The original idea is coming from one of my colleagues. When we were in the afternoon coffee, I mentioned what I usually do on the train and started to talk about this problem. My colleagues showed interest and one of them presented the idea of calculating the hash value of each node. And I further refined the solution and afterwards we had another brief discussion. (Just cannot image how smart they are.)

2. Algorithm
The idea is to calculate the hash code for each node and this hash value should have all information of its sub-tree. If there are duplicate sub-tree existing in the given tree, then two nodes must have the same hash value. But the same hash value does not guarantee the same sub-tree.

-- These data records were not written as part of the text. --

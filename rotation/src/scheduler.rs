//! Rotation scheduler
//!
//! Owns one rotation run end to end: takes the run lock for the corpus scope,
//! fetches the eligible dishes, drops last week's menu, checks the corpus
//! preconditions, runs the selector and hands the result to the commit
//! coordinator. Everything before the commit is side-effect free, so a
//! cancellation observed before that point leaves the store untouched.

use chrono::{DateTime, Utc};
use rand::rngs::StdRng;
use rand::{RngCore, SeedableRng};
use shared::{logging, run_debug, run_info, run_warn, Dish, RunId, WeeklyMenu};
use std::collections::HashSet;
use std::sync::{Arc, Mutex};
use tokio::sync::watch;

use crate::commit::CommitCoordinator;
use crate::config::SchedulerConfig;
use crate::core::normalizer::IngredientNormalizer;
use crate::core::scorer::DiversityScorer;
use crate::core::selector::{MenuSelection, RotationSelector};
use crate::error::{RotationError, RotationResult};
use crate::run_lock::RunLock;
use crate::traits::{Clock, CorpusSource, MenuStore};

/// The corpus had fewer eligible dishes than the configured menu size
#[derive(Debug, Clone, Copy, PartialEq, Eq)]
pub struct Shortfall {
    pub available: usize,
    pub requested: usize,
}

/// Result of a committed rotation run
#[derive(Debug, Clone)]
pub struct RunOutcome {
    pub run_id: RunId,
    pub menu: WeeklyMenu,
    pub selection: MenuSelection,
    /// Set when the menu is shorter than requested
    pub shortfall: Option<Shortfall>,
}

/// Selection computed without committing
#[derive(Debug, Clone)]
pub struct RotationPreview {
    pub run_id: RunId,
    pub reference_time: DateTime<Utc>,
    pub selection: MenuSelection,
    pub shortfall: Option<Shortfall>,
}

/// Weekly menu scheduler over a corpus source and a menu store
pub struct RotationScheduler<C, S>
where
    C: CorpusSource + 'static,
    S: MenuStore + 'static,
{
    config: SchedulerConfig,

    /// Injected services
    corpus: C,
    store: S,
    clock: Arc<dyn Clock>,

    selector: RotationSelector,
    coordinator: CommitCoordinator,

    /// Tie-break source for LRU seeding
    rng: Mutex<Box<dyn RngCore + Send>>,

    run_lock: RunLock,
}

impl<C, S> RotationScheduler<C, S>
where
    C: CorpusSource + 'static,
    S: MenuStore + 'static,
{
    /// Create a scheduler with injected dependencies and an entropy-seeded RNG
    ///
    /// Runs are serialized per corpus scope across every scheduler in the
    /// process; see [`RunLock::process_wide`].
    pub fn new(config: SchedulerConfig, corpus: C, store: S, clock: Arc<dyn Clock>) -> RotationResult<Self> {
        config.validate()?;

        let scorer = DiversityScorer::new(config.weights, IngredientNormalizer::new())
            .with_recency_horizon(config.recency_horizon_days);
        let selector = RotationSelector::new(scorer, config.menu_size);
        let coordinator = CommitCoordinator::new(Arc::clone(&clock));

        Ok(Self {
            config,
            corpus,
            store,
            clock,
            selector,
            coordinator,
            rng: Mutex::new(Box::new(StdRng::from_entropy())),
            run_lock: RunLock::process_wide(),
        })
    }

    /// Replace the tie-break RNG, e.g. with a seeded one for reproducible runs
    pub fn with_rng<R>(self, rng: R) -> Self
    where
        R: RngCore + Send + 'static,
    {
        Self {
            rng: Mutex::new(Box::new(rng)),
            ..self
        }
    }

    pub fn with_seed(self, seed: u64) -> Self {
        self.with_rng(StdRng::seed_from_u64(seed))
    }

    /// Replace the process-wide run lock, e.g. with an isolated one
    pub fn with_run_lock(mut self, run_lock: RunLock) -> Self {
        self.run_lock = run_lock;
        self
    }

    /// Use a custom common-ingredient list instead of the built-in one
    pub fn with_normalizer(mut self, normalizer: IngredientNormalizer) -> Self {
        let scorer = DiversityScorer::new(self.config.weights, normalizer)
            .with_recency_horizon(self.config.recency_horizon_days);
        self.selector = RotationSelector::new(scorer, self.config.menu_size);
        self
    }

    pub fn config(&self) -> &SchedulerConfig {
        &self.config
    }

    pub fn store(&self) -> &S {
        &self.store
    }

    pub fn corpus(&self) -> &C {
        &self.corpus
    }

    pub fn run_lock(&self) -> &RunLock {
        &self.run_lock
    }

    /// Run one rotation that cannot be cancelled
    pub async fn run(&self) -> RotationResult<RunOutcome> {
        let (_cancel_tx, cancel_rx) = watch::channel(false);
        self.run_with_cancel(&cancel_rx).await
    }

    /// Run one rotation, abandoning it if `cancel` turns true before the commit
    pub async fn run_with_cancel(&self, cancel: &watch::Receiver<bool>) -> RotationResult<RunOutcome> {
        let run_id = RunId::new();
        let scope = self.config.corpus_scope.clone();

        let _guard = self.run_lock.try_acquire(&scope).ok_or_else(|| {
            run_warn!(run_id, "🔒 Rotation already in progress for scope '{}'", scope);
            RotationError::RunInProgress { scope: scope.clone() }
        })?;
        run_info!(run_id, "🔄 Starting rotation run for scope '{}'", scope);

        let preview = self.select(run_id.clone(), cancel).await?;

        // Last point at which the run can be abandoned without side effects
        ensure_not_cancelled(&run_id, cancel)?;

        let menu = match self.coordinator.commit(&preview.selection.picked, &self.store).await {
            Ok(menu) => menu,
            Err(e) => {
                logging::log_error(&run_id, "Menu commit", &e);
                return Err(e.into());
            }
        };

        logging::log_success(
            &run_id,
            &format!("Committed {}-dish menu: {}", menu.len(), menu.keys().join(", ")),
        );

        Ok(RunOutcome {
            run_id: preview.run_id,
            menu,
            selection: preview.selection,
            shortfall: preview.shortfall,
        })
    }

    /// Compute the next menu without committing it
    pub async fn preview(&self) -> RotationResult<RotationPreview> {
        let (_cancel_tx, cancel_rx) = watch::channel(false);
        self.select(RunId::new(), &cancel_rx).await
    }

    async fn select(&self, run_id: RunId, cancel: &watch::Receiver<bool>) -> RotationResult<RotationPreview> {
        let dishes = self.eligible_dishes(&run_id).await?;
        ensure_not_cancelled(&run_id, cancel)?;

        if dishes.is_empty() {
            run_warn!(run_id, "🍽️  No eligible dishes in scope '{}'", self.config.corpus_scope);
            return Err(RotationError::EmptyCorpus {
                scope: self.config.corpus_scope.clone(),
            });
        }

        let shortfall = self.check_corpus_size(&run_id, dishes.len())?;
        let reference_time = self.clock.now();

        let selection = {
            let mut rng = self.rng.lock().unwrap_or_else(|poisoned| poisoned.into_inner());
            self.selector.run(dishes, reference_time, &mut **rng)
        };

        for (day, round) in selection.rounds.iter().enumerate() {
            match &round.score {
                None => {
                    run_debug!(
                        run_id,
                        "🌱 Day {}: seeded {} from {} least recently used",
                        day + 1,
                        round.dish_id,
                        round.lru_ties
                    );
                }
                Some(score) => {
                    run_debug!(
                        run_id,
                        "📊 Day {}: {} (score {:.3} = ingredients {:.2}, tags {:.2}, recency {:.2})",
                        day + 1,
                        round.dish_id,
                        score.total,
                        score.ingredient_overlap,
                        score.tag_overlap,
                        score.recency
                    );
                }
            }
        }

        Ok(RotationPreview {
            run_id,
            reference_time,
            selection,
            shortfall,
        })
    }

    async fn eligible_dishes(&self, run_id: &RunId) -> RotationResult<Vec<Dish>> {
        let mut dishes = self.corpus.fetch_eligible_dishes(&self.config.filter_tag).await?;
        ensure_unique(&dishes)?;
        logging::log_progress(
            run_id,
            "Corpus fetched",
            &format!("{} dishes tagged '{}'", dishes.len(), self.config.filter_tag),
        );

        if self.config.exclude_previous_menu {
            if let Some(previous) = self.store.load_menu().await? {
                let before = dishes.len();
                dishes.retain(|dish| !previous.contains(&dish.id));
                run_debug!(
                    run_id,
                    "⏭️  Excluded {} dishes from last week's menu",
                    before - dishes.len()
                );
            }
        }

        Ok(dishes)
    }

    fn check_corpus_size(&self, run_id: &RunId, available: usize) -> RotationResult<Option<Shortfall>> {
        let requested = self.selector.target();
        if available >= requested {
            return Ok(None);
        }
        if !self.config.allow_short_menu {
            return Err(RotationError::InsufficientCorpus { available, requested });
        }
        run_warn!(
            run_id,
            "⚠️  Only {} eligible dishes for a {}-dish menu, committing a short menu",
            available,
            requested
        );
        Ok(Some(Shortfall { available, requested }))
    }
}

fn ensure_not_cancelled(run_id: &RunId, cancel: &watch::Receiver<bool>) -> RotationResult<()> {
    if *cancel.borrow() {
        run_warn!(run_id, "🛑 Rotation cancelled before commit, nothing persisted");
        return Err(RotationError::Cancelled {
            run_id: run_id.to_string(),
        });
    }
    Ok(())
}

/// Dish ids and names must be unique within one run's corpus
fn ensure_unique(dishes: &[Dish]) -> RotationResult<()> {
    let mut ids = HashSet::with_capacity(dishes.len());
    let mut names = HashSet::with_capacity(dishes.len());
    for dish in dishes {
        if !ids.insert(&dish.id) {
            return Err(RotationError::DuplicateDish {
                key: dish.id.to_string(),
            });
        }
        if !names.insert(dish.name.as_str()) {
            return Err(RotationError::DuplicateDish { key: dish.name.clone() });
        }
    }
    Ok(())
}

It seems necessary to keep further node-by-node checking against those nodes calculated with the same hash value.

Pseudo-code:
1. For each node calculate the hash code
    - HashKey = 1009*currentNodeValue + 2909*HashValueOfLeft + 4021*HashValueOfRight
        * HashValueOfLeft = 0 if left child is not present
        * HashValueOfRight = 0 if right child is not present
        * Calculate the hash code based on HashKey
    - Use post-order traverse
2. Save the result into a hash map with <HashKey, HashSetOfTreeNode>
3. Go through the above hash map
    - Skip any sizeof(HashSetOfTreeNode) == 1
    - Otherwise check node-by-node of the entries in HashSetOfTreeNode
        * Skip entries that have less than 2 children
        * Return true if any two have exactly same nodes
4. Otherwise return false  

Prime number:
The reason why multiple different prime number (1009/2909/4021) with its value, HashValueOfLeft and HashValueOfRight is because it helps to remove the false entries. Example,
               1       |                                      1              |
          2            |                                           2         |
    3                  | Tree1                                     3     | Tree2

Tree1 has only left branch and Tree2 has only the right branch. Multiple left and right with different value will distinguish the left branch and right branch. This means that Tree1 and Tree2 are expected to have different hash value. (If multiply with the same value, the above example will expect Tree1 and Tree2 to have same hash value.) As for why choose 1009/2909/4021, it is arbitrary. The prime number seems well suited when hash function is involved.
But this does not remove all the possibility of different nodes but with same hash code. Just think of the equation of,
    1009*X+2909*Y+4021*Z = A, where X, Y and Z are variables and A is given number.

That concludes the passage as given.